Dimensional modeling is a logical design method that follows to present the data in a standard structure that is perceptive and enables high-performance access. It is genetically dimensional and observes to a discipline that needs the relational model with several restrictions.

Each dimensional model is composed of one table with a multipart key, known as the fact table, and a group of smaller tables known as dimension tables. Each dimension table has an individual element primary key that correlates to one of the elements of the multipart key in the fact table. This distinctive star-like structure is known as star join. This defines dates back to the initial days of relational databases.

A fact table, because it has a multipart primary key made up of two or more foreign keys continually defines a many-to-many relationship. The general fact tables also include one or more mathematical facts that appear for the merger of keys that represent each record.

The general facts in a fact table are numeric and additive. Additivity is essential because data warehouse applications never fetch an individual fact table record. Because they fetch back hundreds, thousands, of these data at a time, and the only beneficial thing to do with several records is to insert them up.

Dimension tables include descriptive textual data. The dimension attributes are the source of the interesting constraints in data warehouse queries and are the source of the row headers in the Structured Query Language (SQL) answer set.

The master entity-relationship diagram can have Sales Calls, Order Entry, Shipment Invoices, User Payments, and Product Returns, etc. In a method, the entity-relationship diagram does itself a disservice by representing on one diagram multiple processes that never coexist in a single data set at a single consistent point in time.

Therefore the first step in modifying an entity-relationship diagram to a group of dimensional modeling diagrams is to separate the entity-relationship diagram into its discrete business procedure and to model each one independently.

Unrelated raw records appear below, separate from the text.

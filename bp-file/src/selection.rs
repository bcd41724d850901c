use bp_error::{BpResult, bp_bail};

/// What part of a variable a `get` asks for.
#[derive(Debug, Clone, PartialEq, Eq)]
pub enum Selection {
    /// The whole variable: the global shape of a global array, the value of a scalar.
    All,
    /// A box of a global array in global coordinates.
    BoundingBox { start: Vec<u64>, count: Vec<u64> },
    /// The `block`-th block written by `writer`, as written.
    Block { writer: usize, block: usize },
}

impl Selection {
    pub fn bounding_box(start: impl Into<Vec<u64>>, count: impl Into<Vec<u64>>) -> Self {
        Self::BoundingBox {
            start: start.into(),
            count: count.into(),
        }
    }

    pub fn block(writer: usize, block: usize) -> Self {
        Self::Block { writer, block }
    }
}

/// An axis-aligned box in row-major element coordinates.
#[derive(Debug, Clone, Default, PartialEq, Eq)]
pub struct BoxRegion {
    pub start: Vec<u64>,
    pub count: Vec<u64>,
}

impl BoxRegion {
    pub fn new(start: Vec<u64>, count: Vec<u64>) -> BpResult<Self> {
        if start.len() != count.len() {
            bp_bail!(
                InvalidArgument: "box start has {} dimensions, count has {}",
                start.len(),
                count.len()
            );
        }
        Ok(Self { start, count })
    }

    pub fn ndims(&self) -> usize {
        self.start.len()
    }

    pub fn elements(&self) -> u64 {
        self.count.iter().product()
    }

    pub fn end(&self, dim: usize) -> u64 {
        self.start[dim] + self.count[dim]
    }

    /// Whether `self` lies inside a global `shape`.
    pub fn fits_in(&self, shape: &[u64]) -> bool {
        shape.len() == self.ndims() && (0..self.ndims()).all(|d| self.end(d) <= shape[d])
    }

    pub fn intersect(&self, other: &Self) -> Option<Self> {
        if self.ndims() != other.ndims() {
            return None;
        }
        let mut start = Vec::with_capacity(self.ndims());
        let mut count = Vec::with_capacity(self.ndims());
        for d in 0..self.ndims() {
            let lo = self.start[d].max(other.start[d]);
            let hi = self.end(d).min(other.end(d));
            if lo >= hi {
                return None;
            }
            start.push(lo);
            count.push(hi - lo);
        }
        Some(Self { start, count })
    }

    fn strides(&self) -> Vec<u64> {
        let mut strides = vec![1u64; self.ndims()];
        for d in (0..self.ndims().saturating_sub(1)).rev() {
            strides[d] = strides[d + 1] * self.count[d + 1];
        }
        strides
    }

    /// Linear element offset of global point `point` within this box.
    fn offset_of(&self, point: &[u64], strides: &[u64]) -> u64 {
        point
            .iter()
            .zip(&self.start)
            .zip(strides)
            .map(|((p, s), stride)| (p - s) * stride)
            .sum()
    }
}

/// A contiguous byte copy from a block's raw payload into a destination buffer.
#[derive(Debug, Clone, Copy, PartialEq, Eq)]
pub struct CopyRun {
    pub src: u64,
    pub dst: u64,
    pub len: u64,
}

/// The copies moving the intersection of `block` and `request` from the block's row-major
/// payload to the request's row-major destination.
///
/// Trailing dimensions covered entirely by the intersection, the block and the request are
/// merged into a single run.
pub fn copy_runs(block: &BoxRegion, request: &BoxRegion, element_size: u64) -> Vec<CopyRun> {
    let Some(inter) = block.intersect(request) else {
        return Vec::new();
    };
    let ndims = inter.ndims();
    if ndims == 0 {
        return vec![CopyRun {
            src: 0,
            dst: 0,
            len: element_size,
        }];
    }

    let mut outer = ndims - 1;
    let mut run = inter.count[outer];
    while outer > 0
        && inter.count[outer] == block.count[outer]
        && inter.count[outer] == request.count[outer]
    {
        outer -= 1;
        run *= inter.count[outer];
    }

    let block_strides = block.strides();
    let request_strides = request.strides();
    let mut point = inter.start.clone();
    let mut runs = Vec::new();
    loop {
        runs.push(CopyRun {
            src: block.offset_of(&point, &block_strides) * element_size,
            dst: request.offset_of(&point, &request_strides) * element_size,
            len: run * element_size,
        });

        // Odometer over the dimensions in front of the run.
        let mut d = outer;
        loop {
            if d == 0 {
                return runs;
            }
            d -= 1;
            point[d] += 1;
            if point[d] < inter.end(d) {
                break;
            }
            point[d] = inter.start[d];
        }
    }
}
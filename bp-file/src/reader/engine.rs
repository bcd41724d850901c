use std::time::Duration;

use bp_error::BpResult;

use crate::selection::Selection;

/// Outcome of waiting for the next step of a stream.
#[derive(Debug, Clone, Copy, PartialEq, Eq)]
pub enum StepStatus {
    Ok,
    /// No new step within the timeout; the writer is still active.
    NotReady,
    /// The writer closed the dataset and every step has been consumed.
    EndOfStream,
}

/// A deferred `get`, redeemed with [`crate::BpReader::take`] after
/// [`ReadEngine::perform_gets`].
#[derive(Debug, Clone, Copy, PartialEq, Eq, Hash, PartialOrd, Ord)]
pub struct GetHandle(pub(crate) usize);

/// The step-wise read interface shared by read engines.
pub trait ReadEngine {
    fn begin_step(&mut self, timeout: Duration) -> BpResult<StepStatus>;

    fn end_step(&mut self) -> BpResult<()>;

    /// Queue a read of `selection` of `variable` at the current step.
    fn get(&mut self, variable: &str, selection: Selection) -> BpResult<GetHandle>;

    /// Execute every queued get.
    fn perform_gets(&mut self) -> BpResult<()>;

    fn close(&mut self) -> BpResult<()>;
}
use std::io;
use std::ops::Range;
use std::sync::Arc;

use bytes::{Bytes, BytesMut};

/// A trait for types that support positional reads.
///
/// References to the type must be safe to [share across threads][Send]: the read executor
/// fetches several subfiles in parallel through shared handles.
pub trait BpReadAt: Send + Sync {
    /// Read up to `buf.len()` bytes starting at `pos`, returning the number of bytes read.
    ///
    /// A return value of zero with a non-empty buffer means the end of the data was reached.
    fn read_at(&self, buf: &mut [u8], pos: u64) -> io::Result<usize>;

    /// Fill as much of `buf` as the underlying data allows, retrying partial and interrupted
    /// reads. Returns the number of bytes filled, which is only smaller than `buf.len()` when
    /// the end of the data was reached.
    fn read_fully_at(&self, buf: &mut [u8], pos: u64) -> io::Result<usize> {
        let mut filled = 0;
        while filled < buf.len() {
            match self.read_at(&mut buf[filled..], pos + filled as u64) {
                Ok(0) => break,
                Ok(n) => filled += n,
                Err(e) if e.kind() == io::ErrorKind::Interrupted => continue,
                Err(e) => return Err(e),
            }
        }
        Ok(filled)
    }

    /// Read exactly the given byte range. Results will be returned as [`Bytes`].
    ///
    /// If the reader does not have the requested number of bytes, the call fails with an
    /// [`UnexpectedEof`][io::ErrorKind::UnexpectedEof].
    fn read_byte_range(&self, range: Range<u64>) -> io::Result<Bytes> {
        let len = usize::try_from(range.end.saturating_sub(range.start))
            .map_err(|e| io::Error::new(io::ErrorKind::InvalidInput, e))?;
        let mut buffer = BytesMut::zeroed(len);
        let filled = self.read_fully_at(&mut buffer, range.start)?;
        if filled < len {
            return Err(io::Error::new(
                io::ErrorKind::UnexpectedEof,
                format!(
                    "read {filled} of {len} bytes at offset {}",
                    range.start
                ),
            ));
        }
        Ok(buffer.freeze())
    }

    fn performance_hint(&self) -> PerformanceHint {
        PerformanceHint::default()
    }

    /// Get the number of bytes of data readable.
    fn size(&self) -> io::Result<u64>;
}

pub struct PerformanceHint {
    coalescing_window: u64,
}

impl Default for PerformanceHint {
    fn default() -> Self {
        Self {
            coalescing_window: 1 << 20,
        }
    }
}

impl PerformanceHint {
    pub fn new(coalescing_window: u64) -> Self {
        Self { coalescing_window }
    }

    /// Creates a new instance with a profile appropriate for fast local storage, like memory or files on NVMe devices.
    pub fn local() -> Self {
        Self::new(0)
    }

    /// The maximum distance between two reads that should coalesced into a single operation.
    pub fn coalescing_window(&self) -> u64 {
        self.coalescing_window
    }
}

impl<T: BpReadAt + ?Sized> BpReadAt for Arc<T> {
    fn read_at(&self, buf: &mut [u8], pos: u64) -> io::Result<usize> {
        T::read_at(self, buf, pos)
    }

    fn performance_hint(&self) -> PerformanceHint {
        T::performance_hint(self)
    }

    fn size(&self) -> io::Result<u64> {
        T::size(self)
    }
}

impl BpReadAt for Bytes {
    fn read_at(&self, buf: &mut [u8], pos: u64) -> io::Result<usize> {
        let start = usize::try_from(pos)
            .map_err(|e| io::Error::new(io::ErrorKind::InvalidInput, e))?
            .min(self.len());
        let n = buf.len().min(self.len() - start);
        buf[..n].copy_from_slice(&self[start..start + n]);
        Ok(n)
    }

    fn read_byte_range(&self, range: Range<u64>) -> io::Result<Bytes> {
        let start = usize::try_from(range.start)
            .map_err(|e| io::Error::new(io::ErrorKind::InvalidInput, e))?;
        let end = usize::try_from(range.end)
            .map_err(|e| io::Error::new(io::ErrorKind::InvalidInput, e))?;
        if end > self.len() {
            return Err(io::Error::new(io::ErrorKind::UnexpectedEof, "unexpected eof"));
        }
        Ok(self.slice(start..end))
    }

    fn size(&self) -> io::Result<u64> {
        Ok(self.len() as u64)
    }

    fn performance_hint(&self) -> PerformanceHint {
        PerformanceHint::local()
    }
}

#[cfg(test)]
mod tests {
    use bytes::Bytes;

    use crate::BpReadAt;

    #[test]
    fn bytes_read_range() {
        let bytes = Bytes::from("0123456789");
        assert_eq!(bytes.read_byte_range(2..5).unwrap(), Bytes::from("234"));
        assert_eq!(
            bytes.read_byte_range(8..12).unwrap_err().kind(),
            std::io::ErrorKind::UnexpectedEof
        );
    }

    #[test]
    fn bytes_read_fully_stops_at_end() {
        let bytes = Bytes::from("0123456789");
        let mut buf = [0u8; 6];
        assert_eq!(bytes.read_fully_at(&mut buf, 7).unwrap(), 3);
        assert_eq!(&buf[..3], b"789");
    }
}
use std::path::{Path, PathBuf};

use bp_error::{BpResult, WithContext};
use bp_io::{BpWrite, FileDrainer, FileTransport};

use crate::names::DatasetPaths;

/// Where a writer's files go: straight into the dataset, or into a burst-buffer copy that a
/// drainer mirrors to the dataset.
#[derive(Debug, Clone)]
pub(crate) struct Placement {
    target: DatasetPaths,
    staged: Option<DatasetPaths>,
    drain: bool,
}

impl Placement {
    pub(crate) fn new(target: DatasetPaths, burst_buffer: Option<&Path>, drain: bool) -> Self {
        let staged = burst_buffer.map(|bb| target.staged_under(bb));
        Self {
            target,
            staged,
            drain,
        }
    }

    pub(crate) fn target(&self) -> &DatasetPaths {
        &self.target
    }

    pub(crate) fn is_staged(&self) -> bool {
        self.staged.is_some()
    }

    /// Whether writes must be mirrored by a drainer.
    pub(crate) fn needs_drainer(&self) -> bool {
        self.staged.is_some() && self.drain
    }

    pub(crate) fn create_dirs(&self) -> BpResult<()> {
        for root in std::iter::once(&self.target).chain(&self.staged) {
            std::fs::create_dir_all(root.root())
                .map_err(bp_error::BpError::from)
                .with_context(|| format!("failed to create {}", root.root().display()))?;
        }
        Ok(())
    }

    fn local(&self, file: impl Fn(&DatasetPaths) -> PathBuf) -> (PathBuf, Option<PathBuf>) {
        match &self.staged {
            Some(staged) => (file(staged), self.drain.then(|| file(&self.target))),
            None => (file(&self.target), None),
        }
    }

    /// Create (truncating) the file named by `file`. With a drained burst buffer the target
    /// is created empty right away so every rank's drainer can copy into it.
    pub(crate) fn create(&self, file: impl Fn(&DatasetPaths) -> PathBuf) -> BpResult<Output> {
        let (local, target) = self.local(file);
        if let Some(target) = &target {
            FileTransport::create(target)
                .map_err(bp_error::BpError::from)
                .with_context(|| format!("failed to create {}", target.display()))?;
        }
        let transport = FileTransport::create(&local)
            .map_err(bp_error::BpError::from)
            .with_context(|| format!("failed to create {}", local.display()))?;
        Ok(Output { transport, target })
    }

    /// Open a file another rank created, without truncating it.
    pub(crate) fn open(&self, file: impl Fn(&DatasetPaths) -> PathBuf) -> BpResult<Output> {
        let (local, target) = self.local(file);
        let transport = FileTransport::open_write(&local)
            .map_err(bp_error::BpError::from)
            .with_context(|| format!("failed to open {}", local.display()))?;
        Ok(Output { transport, target })
    }
}

/// One file a writer appends to.
#[derive(Debug, Clone)]
pub(crate) struct Output {
    transport: FileTransport,
    /// Final location the drainer copies writes to.
    target: Option<PathBuf>,
}

impl Output {
    pub(crate) fn write_at(
        &self,
        data: &[u8],
        pos: u64,
        drainer: Option<&FileDrainer>,
    ) -> BpResult<()> {
        if data.is_empty() {
            return Ok(());
        }
        self.transport
            .write_all_at(data, pos)
            .map_err(bp_error::BpError::from)
            .with_context(|| {
                format!(
                    "failed to write {} bytes at {pos} to {}",
                    data.len(),
                    self.transport.path().display()
                )
            })?;
        if let (Some(target), Some(drainer)) = (&self.target, drainer) {
            drainer.add_copy_at(self.transport.to_path_buf(), pos, target.clone(), pos, data.len() as u64);
        }
        Ok(())
    }

    pub(crate) fn flush(&self) -> BpResult<()> {
        Ok(self.transport.flush()?)
    }
}
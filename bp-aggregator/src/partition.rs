use std::ops::Range;

/// Split `processes` ranks into `groups` contiguous ranges whose sizes differ by at most one.
///
/// With `base = processes / groups` and `rem = processes % groups`, the first `rem` groups hold
/// `base + 1` ranks. `groups` is clamped to `1..=processes`.
///
/// Placing the wider groups first is not the `floor(rank / (processes / groups))` rule some BP5
/// writers use for shared-memory groups, which interleaves them: 8 ranks over 5 groups are
/// 2,2,2,1,1 here and 2,2,1,2,1 there. Subfile assignment is recorded in the index, so readers
/// do not depend on either layout.
pub fn partition(processes: usize, groups: usize) -> Vec<Range<usize>> {
    let groups = clamp_groups(processes, groups);
    let base = processes / groups;
    let rem = processes % groups;
    let mut start = 0;
    (0..groups)
        .map(|g| {
            let len = base + usize::from(g < rem);
            let range = start..start + len;
            start += len;
            range
        })
        .collect()
}

/// The group `rank` falls into under [`partition`], without materialising the ranges.
pub fn group_of(rank: usize, processes: usize, groups: usize) -> usize {
    let groups = clamp_groups(processes, groups);
    let base = processes / groups;
    let rem = processes % groups;
    let wide = rem * (base + 1);
    if rank < wide {
        rank / (base + 1)
    } else {
        rem + (rank - wide) / base.max(1)
    }
}

fn clamp_groups(processes: usize, groups: usize) -> usize {
    groups.clamp(1, processes.max(1))
}
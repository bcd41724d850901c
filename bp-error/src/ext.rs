use crate::{BpError, BpResult, ErrString};

/// Extension trait for BpResult
pub trait ResultExt<T>: private::Sealed {
    /// Flatten a nested [`BpResult`]. Helper function until <https://github.com/rust-lang/rust/issues/70142> is stabilized.
    fn flatten(self) -> BpResult<T>;
}

/// Attach a message to the error of a result.
pub trait WithContext<T>: private::SealedResult {
    /// Wrap the error, if any, in a [`BpError::Context`] built from `f`.
    fn with_context<M: Into<ErrString>, F: FnOnce() -> M>(self, f: F) -> BpResult<T>;
}

mod private {
    use crate::BpResult;

    pub trait Sealed {}

    pub trait SealedResult {}

    impl<T> Sealed for BpResult<BpResult<T>> {}
    impl<T> SealedResult for BpResult<T> {}
}

impl<T> ResultExt<T> for BpResult<BpResult<T>> {
    fn flatten(self) -> BpResult<T> {
        match self {
            Ok(Ok(v)) => Ok(v),
            Ok(Err(e)) | Err(e) => Err(e),
        }
    }
}

impl<T> WithContext<T> for BpResult<T> {
    fn with_context<M: Into<ErrString>, F: FnOnce() -> M>(self, f: F) -> BpResult<T> {
        self.map_err(|e: BpError| e.with_context(f()))
    }
}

The second step is to choose those many-to-many relationships in the entity-relationship model including mathematical and additive non-key facts and label them as fact tables.

The third step is to denormalize some remaining tables into flat tables with single element keys that are linked directly to the fact tables. These tables become dimension tables. In cases where a dimension table connects to more than one fact table, we represent this same dimension table in both schemas, and it defines the dimension tables as “conformed” between the two-dimensional models.